No subject stands so peculiarly related to scientific inquiry as this. There is no scheme of governmental action which can present a more clear and convincing argument, drawn from the nature of things, and even from experience, prior to actual legislation; while none has been more effectually exploded by trial. There seems to be a perfect reason for sumptuary laws; yet the general sense of civilization has, after full experiment, settled decisively against them.

It is impossible to look about the smallest community, without being grieved at the maimer in which much of its labor and wealth are expended. What enlightened person can pass once through any street of human habitation, without seeing very many instances of folly, extravagance, perversion, and indolence, which are wasting the best gifts of God and the fairest hopes of man? And, when this view is carried out to all the communities of a nation, it is not strange that philosophers and statesmen have come to believe most earnestly, that by salutary curbs on expenditure and spurs to exertion, by reforming dress, diet, equipage, and establishment, they could multiply manifold the comforts of the people, the resources of the state, and the means of social and moral culture. And why not? That there is no reason manifest in the nature of things is proved by the fact, that everywhere, and at all times, the most benevolent, temperate, and sagacious, alike of political rulers and of political writers, have agreed in recommending stringent sumptuary provision and inspection by law.

And yet nothing has more utterly and conclusively failed. It is not that the evil is imaginary; for enough wealth and power are wasted to make every human being comfortable and happy. It is not that the state of things is unsusceptible of reformation; for the matter is one wholly of human choice, and open to the control of the public sanctions. It is not that the aggregate sense of the community, in matters of consumption (not of production), is not, on the whole, more enlightened and less fickle than that of individuals. We say, on the whole; for there have been instances in which laws were even behind the instincts of the community, and proposed to compel the popular energies and tastes to less advantageous forms of consumption. As instances, we may cite the enactment in the reign of Charles II. of England, prescribing, under penalties, the interment of the dead in shrouds made of wool, for the encouragement of that manufacture; the Spanish Cortes, petitioning in the same breath for the prohibition of coaches and encouragement of bull-fights; and all of the recent legislation of this country, in any form, which has taken for its principle the absurdity, that to issue bonds for expenses incurred in the work of destruction adds any thing but weight to the national burdens, and can introduce aught but grievance and faction into our politics. Yet, as we said, the major will of the community would, on the whole, prescribe a more harmonious and healthful consumption of wealth than that which follows individual choices. Why, then, has law, acting to this end, failed of its purpose so universally and so manifestly, that such enactments are hardly ever proposed at the present days even by the most sanguine of philanthropists?

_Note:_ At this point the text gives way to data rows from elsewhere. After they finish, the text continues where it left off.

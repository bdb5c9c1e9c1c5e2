//! Blur and glow operations.
//!
//! Both are two-pass gamma-correct Gaussian convolutions; glow additionally
//! scales color channels by a brightness factor, clipping to white.
//! Good background on blurring: <http://www.jhlabs.com/ip/blurring.html>

use log::debug;
use ndarray::{Array3, ArrayView3};

use super::convolve::ConvolveOp;
use super::core::Kernel;
use crate::error::Error;

/// Blur an image using a high-quality two-pass algorithm.
///
/// # Arguments
/// * `image` - Image with 3 or 4 channels (height, width, channels);
///   channel 0 is alpha when there are 4 channels
/// * `radius` - Blur radius (one standard deviation), in pixels
///
/// # Returns
/// A blurred image with the same dimensions and channel count
pub fn blur(image: ArrayView3<u8>, radius: f64) -> Result<Array3<u8>, Error> {
    debug!("blurring with radius {radius}");

    ConvolveOp::new(Kernel::gaussian(radius)).apply(image)
}

/// Brighten an image and blur it, clipping to white.
///
/// # Arguments
/// * `image` - Image with 3 or 4 channels (height, width, channels)
/// * `brightness` - Factor to brighten; 1.0 makes this behave like [`blur`]
/// * `radius` - Blur radius (one standard deviation), in pixels
///
/// # Returns
/// A brightened, blurred image with the same dimensions and channel count
pub fn glow(
    image: ArrayView3<u8>,
    brightness: f64,
    radius: f64,
) -> Result<Array3<u8>, Error> {
    debug!("glowing with brightness {brightness} and radius {radius}");

    ConvolveOp::with_brightness(Kernel::gaussian(radius), brightness).apply(image)
}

It is difficult to give a full and satisfactory explanation. One reason is, that such enactments are very easy of evasion. Expenditure is not a matter that submits readily to inspection and proof. The interest of the producer and of the desire of the consumer are against the enforcement of the law. Then, again, luxury can take on so many forms, can slip so readily from the grasp of definitions and specifications, that the law becomes a greater trouble to its officers than to its offenders.

But the grand reason is, that it is against human nature; and with this we may fairly close our objections.

But all these furnish no conclusion against the regulation of public morals and manners in things that affect the happiness and safety of the community. It is no longer legislation to supplement the wisdom of the individual or instruct industry. It becomes the defence of the general good. It is not a breach of personal rights, but the safeguard of public liberty. If there is any habit or practice which brings disease and suffering and disorder, which abridges the power of labor and the span of life, which inflicts misery upon the innocent and unoffending, which entails expense upon the whole community for the charge of pauperism and the punishment of crime, there can be no doubt of the right and duty of the people to protect themselves, through the power of their government, by the most severe and efficient laws that can be devised. To deny this is to deny the validity of government itself.